#### Supplied entries ####
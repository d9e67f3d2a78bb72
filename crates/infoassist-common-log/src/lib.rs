//! Logging setup for Information Assistant.
//!
//! Installs a global `tracing` subscriber writing to stderr and, optionally,
//! appending to a file. Settings come from [`LogConfig`], usually built by
//! [`LogConfig::from_env`]:
//!
//! | variable                | effect                                  |
//! |-------------------------|-----------------------------------------|
//! | `INFOASSIST_LOG_LEVEL`  | minimum level                           |
//! | `RUST_LOG`              | level or full filter directives         |
//! | `INFOASSIST_LOG_FORMAT` | `pretty`, `compact` or `json`           |
//! | `INFOASSIST_LOG_FILE`   | also append to this file                |
//! | `INFOASSIST_LOG_SOURCE` | include file and line (`true` / `1`)    |

use std::fs::OpenOptions;
use std::io;
use std::path::PathBuf;
use std::sync::Mutex;

use tracing_subscriber::{
    filter::LevelFilter, fmt, layer::SubscriberExt, util::SubscriberInitExt, EnvFilter, Layer,
    Registry,
};

/// Logging configuration.
#[derive(Debug, Clone, Default, PartialEq, Eq)]
pub struct LogConfig {
    /// Minimum log level.
    pub level: LogLevel,
    /// Filter directives (`"infoassist=debug,warn"`); override `level`.
    pub directives: Option<String>,
    /// Output format.
    pub format: LogFormat,
    /// Log file path (if file logging enabled).
    pub file_path: Option<PathBuf>,
    /// Include source location.
    pub source_location: bool,
}

/// Log level.
#[derive(Debug, Clone, Copy, Default, PartialEq, Eq, PartialOrd, Ord)]
pub enum LogLevel {
    Trace,
    Debug,
    #[default]
    Info,
    Warn,
    Error,
}

impl From<LogLevel> for LevelFilter {
    fn from(level: LogLevel) -> Self {
        match level {
            LogLevel::Trace => LevelFilter::TRACE,
            LogLevel::Debug => LevelFilter::DEBUG,
            LogLevel::Info => LevelFilter::INFO,
            LogLevel::Warn => LevelFilter::WARN,
            LogLevel::Error => LevelFilter::ERROR,
        }
    }
}

impl LogLevel {
    /// Parse from string.
    pub fn parse(s: &str) -> Option<Self> {
        match s.trim().to_lowercase().as_str() {
            "trace" => Some(Self::Trace),
            "debug" => Some(Self::Debug),
            "info" => Some(Self::Info),
            "warn" | "warning" => Some(Self::Warn),
            "error" => Some(Self::Error),
            _ => None,
        }
    }

    pub fn as_str(self) -> &'static str {
        match self {
            Self::Trace => "trace",
            Self::Debug => "debug",
            Self::Info => "info",
            Self::Warn => "warn",
            Self::Error => "error",
        }
    }

    /// Level for command-line verbosity flags: each `-v` lowers the level
    /// by one step from `base`, `-q` raises it to errors only.
    pub fn from_verbosity(base: LogLevel, verbose: u8, quiet: bool) -> Self {
        if quiet {
            return Self::Error;
        }
        let mut level = base;
        for _ in 0..verbose {
            level = match level {
                Self::Error => Self::Warn,
                Self::Warn => Self::Info,
                Self::Info => Self::Debug,
                Self::Debug | Self::Trace => Self::Trace,
            };
        }
        level
    }
}

/// Log output format.
#[derive(Debug, Clone, Copy, Default, PartialEq, Eq)]
pub enum LogFormat {
    /// Human-readable pretty format.
    #[default]
    Pretty,
    /// Compact single-line format.
    Compact,
    /// JSON structured format.
    Json,
}

impl LogFormat {
    /// Parse from string. Unknown values yield `None`.
    pub fn parse(s: &str) -> Option<Self> {
        match s.trim().to_lowercase().as_str() {
            "pretty" => Some(Self::Pretty),
            "compact" => Some(Self::Compact),
            "json" => Some(Self::Json),
            _ => None,
        }
    }
}

impl LogConfig {
    /// Create config from environment variables.
    pub fn from_env() -> Self {
        Self::from_lookup(|var| std::env::var(var).ok())
    }

    /// Create config from an arbitrary variable lookup.
    pub fn from_lookup(lookup: impl Fn(&str) -> Option<String>) -> Self {
        let mut config = Self::default();
        let get = |var: &str| lookup(var).filter(|v| !v.trim().is_empty());

        if let Some(level) = get("INFOASSIST_LOG_LEVEL").as_deref().and_then(LogLevel::parse) {
            config.level = level;
        } else if let Some(rust_log) = get("RUST_LOG") {
            match LogLevel::parse(&rust_log) {
                Some(level) => config.level = level,
                None => config.directives = Some(rust_log),
            }
        }

        if let Some(format) = get("INFOASSIST_LOG_FORMAT").as_deref().and_then(LogFormat::parse) {
            config.format = format;
        }

        if let Some(file_path) = get("INFOASSIST_LOG_FILE") {
            config.file_path = Some(PathBuf::from(file_path));
        }

        if let Some(source) = get("INFOASSIST_LOG_SOURCE") {
            config.source_location = source.eq_ignore_ascii_case("true") || source == "1";
        }

        config
    }

    fn filter(&self) -> Result<EnvFilter, LogError> {
        match &self.directives {
            Some(directives) => {
                EnvFilter::try_new(directives).map_err(|e| LogError::InitError(e.to_string()))
            }
            None => Ok(EnvFilter::new(self.level.as_str())),
        }
    }
}

type BoxedLayer = Box<dyn Layer<Registry> + Send + Sync + 'static>;

fn stderr_layer(config: &LogConfig) -> BoxedLayer {
    let layer = fmt::layer()
        .with_writer(io::stderr)
        .with_file(config.source_location)
        .with_line_number(config.source_location);

    match config.format {
        LogFormat::Pretty => layer.with_ansi(true).with_target(true).boxed(),
        LogFormat::Compact => layer.compact().with_ansi(true).boxed(),
        LogFormat::Json => layer.json().boxed(),
    }
}

fn file_layer(config: &LogConfig, file: std::fs::File) -> BoxedLayer {
    let layer = fmt::layer()
        .with_writer(Mutex::new(file))
        .with_ansi(false)
        .with_file(config.source_location)
        .with_line_number(config.source_location);

    match config.format {
        LogFormat::Pretty => layer.with_target(true).boxed(),
        LogFormat::Compact => layer.compact().boxed(),
        LogFormat::Json => layer.json().boxed(),
    }
}

/// Initialize logging with the given configuration.
///
/// Fails if a global subscriber is already installed.
pub fn init(config: LogConfig) -> Result<(), LogError> {
    let filter = config.filter()?;

    let mut layers = vec![stderr_layer(&config)];
    if let Some(path) = &config.file_path {
        let file = OpenOptions::new().create(true).append(true).open(path)?;
        layers.push(file_layer(&config, file));
    }

    tracing_subscriber::registry()
        .with(layers)
        .with(filter)
        .try_init()
        .map_err(|e| LogError::InitError(e.to_string()))
}

/// Logging errors.
#[derive(Debug, thiserror::Error)]
pub enum LogError {
    #[error("failed to initialize logging: {0}")]
    InitError(String),

    #[error("failed to open log file: {0}")]
    FileError(#[from] io::Error),
}

/// Convenience macros re-exported from tracing.
pub use tracing::{debug, error, info, trace, warn};

#[cfg(test)]
mod tests {
    use super::*;
    use std::collections::HashMap;

    fn lookup(pairs: &[(&str, &str)]) -> impl Fn(&str) -> Option<String> {
        let map: HashMap<String, String> = pairs
            .iter()
            .map(|(k, v)| (k.to_string(), v.to_string()))
            .collect();
        move |var: &str| map.get(var).cloned()
    }

    #[test]
    fn test_log_level_parse() {
        assert_eq!(LogLevel::parse("info"), Some(LogLevel::Info));
        assert_eq!(LogLevel::parse("DEBUG"), Some(LogLevel::Debug));
        assert_eq!(LogLevel::parse("Warning"), Some(LogLevel::Warn));
        assert_eq!(LogLevel::parse("error"), Some(LogLevel::Error));
        assert_eq!(LogLevel::parse("trace"), Some(LogLevel::Trace));
        assert_eq!(LogLevel::parse("invalid"), None);
    }

    #[test]
    fn test_log_level_into_filter() {
        assert_eq!(LevelFilter::from(LogLevel::Trace), LevelFilter::TRACE);
        assert_eq!(LevelFilter::from(LogLevel::Warn), LevelFilter::WARN);
        assert_eq!(LevelFilter::from(LogLevel::Error), LevelFilter::ERROR);
    }

    #[test]
    fn test_verbosity() {
        assert_eq!(LogLevel::from_verbosity(LogLevel::Warn, 0, false), LogLevel::Warn);
        assert_eq!(LogLevel::from_verbosity(LogLevel::Warn, 1, false), LogLevel::Info);
        assert_eq!(LogLevel::from_verbosity(LogLevel::Warn, 2, false), LogLevel::Debug);
        assert_eq!(LogLevel::from_verbosity(LogLevel::Warn, 9, false), LogLevel::Trace);
        assert_eq!(LogLevel::from_verbosity(LogLevel::Debug, 3, true), LogLevel::Error);
    }

    #[test]
    fn test_default_config() {
        let config = LogConfig::default();
        assert_eq!(config.level, LogLevel::Info);
        assert_eq!(config.format, LogFormat::Pretty);
        assert!(config.directives.is_none());
        assert!(config.file_path.is_none());
        assert!(!config.source_location);
    }

    #[test]
    fn test_config_from_lookup() {
        let config = LogConfig::from_lookup(lookup(&[
            ("INFOASSIST_LOG_LEVEL", "debug"),
            ("INFOASSIST_LOG_FORMAT", "json"),
            ("INFOASSIST_LOG_FILE", "/tmp/infoassist.log"),
            ("INFOASSIST_LOG_SOURCE", "1"),
            ("RUST_LOG", "error"),
        ]));

        assert_eq!(config.level, LogLevel::Debug);
        assert_eq!(config.format, LogFormat::Json);
        assert_eq!(config.file_path, Some(PathBuf::from("/tmp/infoassist.log")));
        assert!(config.source_location);
    }

    #[test]
    fn test_rust_log_fallback() {
        let config = LogConfig::from_lookup(lookup(&[("RUST_LOG", "warn")]));
        assert_eq!(config.level, LogLevel::Warn);
        assert!(config.directives.is_none());

        let config = LogConfig::from_lookup(lookup(&[("RUST_LOG", "infoassist_common_i18n=trace")]));
        assert_eq!(config.directives.as_deref(), Some("infoassist_common_i18n=trace"));
        assert!(config.filter().is_ok());
    }

    #[test]
    fn test_unknown_values_keep_defaults() {
        let config = LogConfig::from_lookup(lookup(&[
            ("INFOASSIST_LOG_LEVEL", "loud"),
            ("INFOASSIST_LOG_FORMAT", "xml"),
            ("INFOASSIST_LOG_FILE", ""),
        ]));
        assert_eq!(config, LogConfig::default());
    }

    #[test]
    fn test_config_from_env() {
        std::env::set_var("INFOASSIST_LOG_FORMAT", "compact");
        let config = LogConfig::from_env();
        std::env::remove_var("INFOASSIST_LOG_FORMAT");
        assert_eq!(config.format, LogFormat::Compact);
    }

    #[test]
    fn test_init_with_file() {
        let dir = tempfile::tempdir().unwrap();
        let config = LogConfig {
            level: LogLevel::Debug,
            file_path: Some(dir.path().join("infoassist.log")),
            ..LogConfig::default()
        };

        // Another test may already own the global subscriber.
        match init(config) {
            Ok(()) | Err(LogError::InitError(_)) => {}
            Err(e) => panic!("unexpected error: {e}"),
        }
        assert!(dir.path().join("infoassist.log").exists());
    }
}
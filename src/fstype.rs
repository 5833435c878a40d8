//! Static table of supported filesystem types.
//!
//! The order is significant: the auto-detection sweep tries entries in
//! declaration order. Entries marked `skip_autodetect` are only used when
//! explicitly requested or substituted as an upgrade driver for a sniffed
//! type.

/// Compiled-in description of one supported filesystem type.
#[derive(Debug)]
pub struct FsDescriptor {
    /// Canonical type name as passed to `mount -t`.
    pub name: &'static str,
    /// Base mount option string, always applied.
    pub options: &'static str,
    /// Whether the type supports `uid=`/`gid=` mapping.
    pub support_ugid: bool,
    /// Default `umask` value when the type supports umask.
    pub default_umask: Option<&'static str>,
    /// Whether the type supports split `fmask=`/`dmask=` options.
    pub support_fdmask: bool,
    /// Option name carrying the I/O charset (`iocharset` or `nls`), if any.
    pub charset_option: Option<&'static str>,
    /// FAT family: gets the kernel `utf8` special case and the UTC hint.
    pub fat: bool,
    /// Excluded from the auto-detection sweep unless explicitly requested.
    pub skip_autodetect: bool,
}

const BASE: &str = "nodev,nosuid";

/// The supported filesystems, in auto-detection order.
pub const TABLE: &[FsDescriptor] = &[
    FsDescriptor {
        name: "udf",
        options: BASE,
        support_ugid: true,
        default_umask: Some("007"),
        support_fdmask: false,
        charset_option: Some("iocharset"),
        fat: false,
        skip_autodetect: false,
    },
    FsDescriptor {
        name: "iso9660",
        options: BASE,
        support_ugid: true,
        default_umask: None,
        support_fdmask: false,
        charset_option: Some("iocharset"),
        fat: false,
        skip_autodetect: false,
    },
    FsDescriptor {
        name: "vfat",
        options: "nodev,nosuid,quiet,shortname=mixed",
        support_ugid: true,
        default_umask: Some("077"),
        support_fdmask: true,
        charset_option: Some("iocharset"),
        fat: true,
        skip_autodetect: false,
    },
    FsDescriptor {
        name: "msdos",
        options: BASE,
        support_ugid: true,
        default_umask: Some("077"),
        support_fdmask: false,
        charset_option: Some("iocharset"),
        fat: true,
        skip_autodetect: false,
    },
    FsDescriptor {
        name: "hfsplus",
        options: BASE,
        support_ugid: true,
        default_umask: None,
        support_fdmask: false,
        charset_option: None,
        fat: false,
        skip_autodetect: false,
    },
    FsDescriptor {
        name: "hfs",
        options: BASE,
        support_ugid: true,
        default_umask: Some("077"),
        support_fdmask: false,
        charset_option: None,
        fat: false,
        skip_autodetect: false,
    },
    FsDescriptor {
        name: "ext3",
        options: BASE,
        support_ugid: false,
        default_umask: None,
        support_fdmask: false,
        charset_option: None,
        fat: false,
        skip_autodetect: false,
    },
    FsDescriptor {
        name: "ext2",
        options: BASE,
        support_ugid: false,
        default_umask: None,
        support_fdmask: false,
        charset_option: None,
        fat: false,
        skip_autodetect: false,
    },
    FsDescriptor {
        name: "ext4",
        options: BASE,
        support_ugid: false,
        default_umask: None,
        support_fdmask: false,
        charset_option: None,
        fat: false,
        skip_autodetect: false,
    },
    FsDescriptor {
        name: "reiserfs",
        options: BASE,
        support_ugid: false,
        default_umask: None,
        support_fdmask: false,
        charset_option: None,
        fat: false,
        skip_autodetect: false,
    },
    FsDescriptor {
        name: "xfs",
        options: BASE,
        support_ugid: false,
        default_umask: None,
        support_fdmask: false,
        charset_option: None,
        fat: false,
        skip_autodetect: false,
    },
    FsDescriptor {
        name: "jfs",
        options: BASE,
        support_ugid: false,
        default_umask: None,
        support_fdmask: false,
        charset_option: Some("iocharset"),
        fat: false,
        skip_autodetect: false,
    },
    FsDescriptor {
        name: "ntfs",
        options: BASE,
        support_ugid: true,
        default_umask: Some("077"),
        support_fdmask: false,
        charset_option: Some("nls"),
        fat: false,
        skip_autodetect: false,
    },
    // Userspace driver superseding the legacy kernel ntfs type; only tried
    // when requested, sniffed, or present as the installed upgrade driver.
    FsDescriptor {
        name: "ntfs-3g",
        options: BASE,
        support_ugid: true,
        default_umask: Some("077"),
        support_fdmask: true,
        charset_option: None,
        fat: false,
        skip_autodetect: true,
    },
];

/// Look up a descriptor by canonical name.
pub fn find(name: &str) -> Option<&'static FsDescriptor> {
    TABLE.iter().find(|fs| fs.name == name)
}

/// The upgrade driver for a sniffed type, when a more capable user-space
/// driver for the same on-disk format is installed: `ntfs` → `ntfs-3g`.
pub fn upgrade_for(sniffed: &str) -> Option<&'static FsDescriptor> {
    match sniffed {
        "ntfs" if crate::cmd::find_in_path("ntfs-3g").is_some() => find("ntfs-3g"),
        _ => None,
    }
}

#[cfg(test)]
mod tests {
    use super::*;

    #[test]
    fn find_known_type() {
        let vfat = find("vfat").unwrap();
        assert!(vfat.support_ugid);
        assert!(vfat.fat);
        assert_eq!(vfat.default_umask, Some("077"));
    }

    #[test]
    fn find_unknown_type_is_none() {
        assert!(find("befs").is_none());
    }

    #[test]
    fn all_names_are_unique() {
        for (i, a) in TABLE.iter().enumerate() {
            for b in &TABLE[i + 1..] {
                assert_ne!(a.name, b.name);
            }
        }
    }

    #[test]
    fn only_ntfs_3g_skips_autodetect() {
        let skipped: Vec<&str> = TABLE
            .iter()
            .filter(|fs| fs.skip_autodetect)
            .map(|fs| fs.name)
            .collect();
        assert_eq!(skipped, vec!["ntfs-3g"]);
    }

    #[test]
    fn every_descriptor_forbids_suid_and_devices() {
        for fs in TABLE {
            assert!(fs.options.contains("nosuid"), "{} lacks nosuid", fs.name);
            assert!(fs.options.contains("nodev"), "{} lacks nodev", fs.name);
        }
    }

    #[test]
    fn fat_family_flags_are_set() {
        assert!(find("vfat").unwrap().fat);
        assert!(find("msdos").unwrap().fat);
        assert!(!find("ext4").unwrap().fat);
    }

    #[test]
    fn upgrade_for_unrelated_type_is_none() {
        assert!(upgrade_for("ext4").is_none());
        assert!(upgrade_for("vfat").is_none());
    }
}
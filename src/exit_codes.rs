/// Exit code: success.
pub const SUCCESS: i32 = 0;

/// Exit code: malformed arguments (bad mask value, bad charset, bad label, etc.).
pub const USAGE_ERROR: i32 = 1;

/// Exit code: device path missing, not a block device, or otherwise invalid.
pub const INVALID_DEVICE: i32 = 2;

/// Exit code: mount point invalid (non-empty, fstab-claimed, bad label).
pub const INVALID_MOUNT_POINT: i32 = 3;

/// Exit code: policy denial (already mounted, not mounted by you, locked, ...).
pub const POLICY_DENIED: i32 = 4;

/// Exit code: the mount/umount helper failed or could not be executed.
pub const HELPER_FAILED: i32 = 5;

/// Exit code: a lock entry could not be removed.
pub const UNLOCK_FAILED: i32 = 6;

/// Exit code: the pid given to lock/unlock does not exist.
pub const INVALID_PID: i32 = 7;

/// Exit code: the device (or mount-point) is already locked.
pub const ALREADY_LOCKED: i32 = 8;

/// Exit code: the operation is disallowed by the system configuration.
pub const CONFIG_DENIED: i32 = 9;

/// Exit code: no allow-listed loop device could be associated.
pub const LOOP_FAILED: i32 = 10;

/// Exit code: internal invariant violated (privilege change failed, helper
/// killed by a signal, corrupt state). "Should never happen; investigate."
pub const INTERNAL_ERROR: i32 = 100;
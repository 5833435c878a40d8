use std::sync::Arc;
use std::sync::atomic::AtomicBool;

/// Register a SIGINT (Ctrl+C) handler and return the interrupted flag.
///
/// When the user presses Ctrl+C for the first time, the flag is set to `true`.
/// pmount then finishes any in-progress unwind (LUKS close, loop dissociate,
/// mount-point removal) before exiting, so no decrypted mapping or loop
/// association is left behind.
///
/// A second Ctrl+C terminates the process immediately with exit code 130.
///
/// The returned `Arc` must be kept alive for the duration of the program —
/// dropping it does not unregister the handler, but keeping it alive lets
/// callers read the flag.
pub fn interrupted_flag() -> Arc<AtomicBool> {
    let flag = Arc::new(AtomicBool::new(false));

    // Registered first: on signal, if the flag is already true (second Ctrl+C) → exit.
    let _ = signal_hook::flag::register_conditional_shutdown(
        signal_hook::consts::SIGINT,
        130,
        Arc::clone(&flag),
    );

    // Registered second: on signal, set the flag to true (first Ctrl+C).
    let _ = signal_hook::flag::register(signal_hook::consts::SIGINT, Arc::clone(&flag));

    flag
}
mod cli;
mod cmd;
mod completions;
mod config;
mod debug;
mod exit_codes;
mod fstab;
mod fstype;
mod list;
mod locking;
mod loopdev;
mod luks;
mod mount;
mod mount_point;
mod options;
mod paths;
mod policy;
mod privilege;
mod removable;
mod signals;
mod umount;

use clap::Parser;

use crate::mount::MountRequest;
use crate::options::MountOptions;
use crate::umount::UmountRequest;

fn load_policy(paths: &paths::Paths) -> Result<config::PolicySnapshot, i32> {
    config::load(&paths.config, &paths.allowlist).map_err(|e| {
        eprintln!("pmount: {e}");
        exit_codes::CONFIG_DENIED
    })
}

fn main() {
    // The effective uid must be dropped before anything else runs, argument
    // parsing included.
    let privilege = privilege::Privilege::startup();
    let parsed = cli::Cli::parse();
    if parsed.debug {
        debug::enable();
    }
    let interrupted = signals::interrupted_flag();
    let paths = paths::Paths::system();

    let code = match parsed.command {
        None | Some(cli::Commands::List) => list::run_list(&paths),
        Some(cli::Commands::Mount {
            device,
            label,
            read_only,
            read_write,
            sync,
            noatime,
            exec,
            fstype,
            charset,
            umask,
            fmask,
            dmask,
            passphrase,
            fsck,
            selinux_context,
        }) => match load_policy(&paths) {
            Ok(policy_snapshot) => {
                let force_write = if read_only {
                    Some(false)
                } else if read_write {
                    Some(true)
                } else {
                    None
                };
                let request = MountRequest {
                    device,
                    label,
                    fstype,
                    options: MountOptions {
                        sync,
                        noatime,
                        exec,
                        force_write,
                        umask,
                        fmask,
                        dmask,
                        charset,
                        selinux_context,
                    },
                    passphrase_file: passphrase,
                    fsck,
                };
                mount::run_mount(&request, &paths, &policy_snapshot, &privilege, &interrupted)
            }
            Err(code) => code,
        },
        Some(cli::Commands::Umount {
            target,
            lazy,
            really_lazy: _,
            luks_force,
        }) => match load_policy(&paths) {
            Ok(policy_snapshot) => {
                let request = UmountRequest {
                    target,
                    lazy,
                    luks_force,
                };
                umount::run_umount(&request, &paths, &policy_snapshot, &privilege)
            }
            Err(code) => code,
        },
        Some(cli::Commands::Lock { device, pid }) => {
            let _scope = privilege.raise();
            match locking::add_lock(&paths.lock_root, &device, pid) {
                Ok(()) => exit_codes::SUCCESS,
                Err(e @ locking::LockError::InvalidPid(_)) => {
                    eprintln!("pmount: {e}");
                    exit_codes::INVALID_PID
                }
                Err(e) => {
                    eprintln!("pmount: {e}");
                    exit_codes::UNLOCK_FAILED
                }
            }
        }
        Some(cli::Commands::Unlock { device, pid }) => {
            let _scope = privilege.raise();
            match locking::remove_lock(&paths.lock_root, &device, pid) {
                Ok(()) => exit_codes::SUCCESS,
                Err(e) => {
                    eprintln!("pmount: {e}");
                    exit_codes::UNLOCK_FAILED
                }
            }
        }
        Some(cli::Commands::Completions { shell }) => completions::run_completions(shell),
    };
    std::process::exit(code);
}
####
* _Brief_
From the data above, say how many lines include "supported", and write nothing but the number.

* _Solution_
3